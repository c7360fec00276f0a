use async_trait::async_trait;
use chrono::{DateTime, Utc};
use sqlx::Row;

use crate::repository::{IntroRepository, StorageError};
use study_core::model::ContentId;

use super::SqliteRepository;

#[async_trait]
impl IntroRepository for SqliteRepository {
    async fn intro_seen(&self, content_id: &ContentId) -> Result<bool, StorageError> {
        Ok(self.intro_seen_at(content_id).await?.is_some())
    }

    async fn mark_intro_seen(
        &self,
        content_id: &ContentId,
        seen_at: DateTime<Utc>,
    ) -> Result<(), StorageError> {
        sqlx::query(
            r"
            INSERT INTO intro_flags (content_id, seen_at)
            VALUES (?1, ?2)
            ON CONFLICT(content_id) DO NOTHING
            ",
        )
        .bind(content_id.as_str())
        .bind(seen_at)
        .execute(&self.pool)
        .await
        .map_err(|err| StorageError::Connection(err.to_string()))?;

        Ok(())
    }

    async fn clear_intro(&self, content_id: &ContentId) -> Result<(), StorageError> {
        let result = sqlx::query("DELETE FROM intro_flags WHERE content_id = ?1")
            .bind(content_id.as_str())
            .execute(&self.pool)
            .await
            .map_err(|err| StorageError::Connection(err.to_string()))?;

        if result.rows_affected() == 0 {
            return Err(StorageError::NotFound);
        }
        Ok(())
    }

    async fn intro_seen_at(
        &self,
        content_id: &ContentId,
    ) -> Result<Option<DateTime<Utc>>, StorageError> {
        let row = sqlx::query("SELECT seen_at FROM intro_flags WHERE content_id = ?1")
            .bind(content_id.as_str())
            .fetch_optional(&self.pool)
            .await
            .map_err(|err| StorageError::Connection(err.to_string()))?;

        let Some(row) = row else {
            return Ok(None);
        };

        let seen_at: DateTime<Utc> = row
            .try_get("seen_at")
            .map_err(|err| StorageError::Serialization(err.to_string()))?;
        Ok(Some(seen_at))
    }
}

----------------

▸ PROBLEM:
Where does the word "pool" appear in the listing? List each line that holds it.

▸ EXERCISE ANSWER:
        .execute(&self.pool)
            .execute(&self.pool)
            .fetch_optional(&self.pool)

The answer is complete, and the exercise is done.